**Available data:**
'''

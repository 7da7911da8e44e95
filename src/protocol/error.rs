//! Protocol error types

use std::fmt;

/// Errors that can occur during packet decoding
#[derive(Debug, Clone, PartialEq, Eq)]
pub enum DecodeError {
    /// Not enough data in buffer
    InsufficientData,
    /// Invalid packet type
    InvalidPacketType(u8),
    /// Invalid remaining length encoding
    InvalidRemainingLength,
    /// Invalid protocol name
    InvalidProtocolName,
    /// Invalid protocol level
    InvalidProtocolLevel(u8),
    /// Invalid QoS value
    InvalidQoS(u8),
    /// Invalid UTF-8 string
    InvalidUtf8,
    /// Invalid packet flags
    InvalidFlags,
    /// Malformed packet
    MalformedPacket(&'static str),
    /// Packet too large
    PacketTooLarge,
    /// Invalid CONNACK or SUBACK return code
    InvalidReturnCode(u8),
}

impl fmt::Display for DecodeError {
    fn fmt(&self, f: &mut fmt::Formatter<'_>) -> fmt::Result {
        match self {
            Self::InsufficientData => write!(f, "insufficient data in buffer"),
            Self::InvalidPacketType(t) => write!(f, "invalid packet type: {}", t),
            Self::InvalidRemainingLength => write!(f, "invalid remaining length encoding"),
            Self::InvalidProtocolName => write!(f, "invalid protocol name"),
            Self::InvalidProtocolLevel(v) => write!(f, "invalid protocol level: {}", v),
            Self::InvalidQoS(q) => write!(f, "invalid QoS value: {}", q),
            Self::InvalidUtf8 => write!(f, "invalid UTF-8 string"),
            Self::InvalidFlags => write!(f, "invalid packet flags"),
            Self::MalformedPacket(msg) => write!(f, "malformed packet: {}", msg),
            Self::PacketTooLarge => write!(f, "packet too large"),
            Self::InvalidReturnCode(r) => write!(f, "invalid return code: {}", r),
        }
    }
}

impl std::error::Error for DecodeError {}

/// Errors that can occur during packet encoding
#[derive(Debug, Clone, PartialEq, Eq)]
pub enum EncodeError {
    /// Packet too large
    PacketTooLarge,
    /// String too long
    StringTooLong,
    /// QoS > 0 publish without a packet identifier
    MissingPacketId,
}

impl fmt::Display for EncodeError {
    fn fmt(&self, f: &mut fmt::Formatter<'_>) -> fmt::Result {
        match self {
            Self::PacketTooLarge => write!(f, "packet too large"),
            Self::StringTooLong => write!(f, "string too long"),
            Self::MissingPacketId => write!(f, "missing packet identifier"),
        }
    }
}

impl std::error::Error for EncodeError {}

'''

**Exercise aim:**
Every line above that includes the word "DecodeError" should be listed.

**Result of the exercise:**
pub enum DecodeError {
impl fmt::Display for DecodeError {
impl std::error::Error for DecodeError {}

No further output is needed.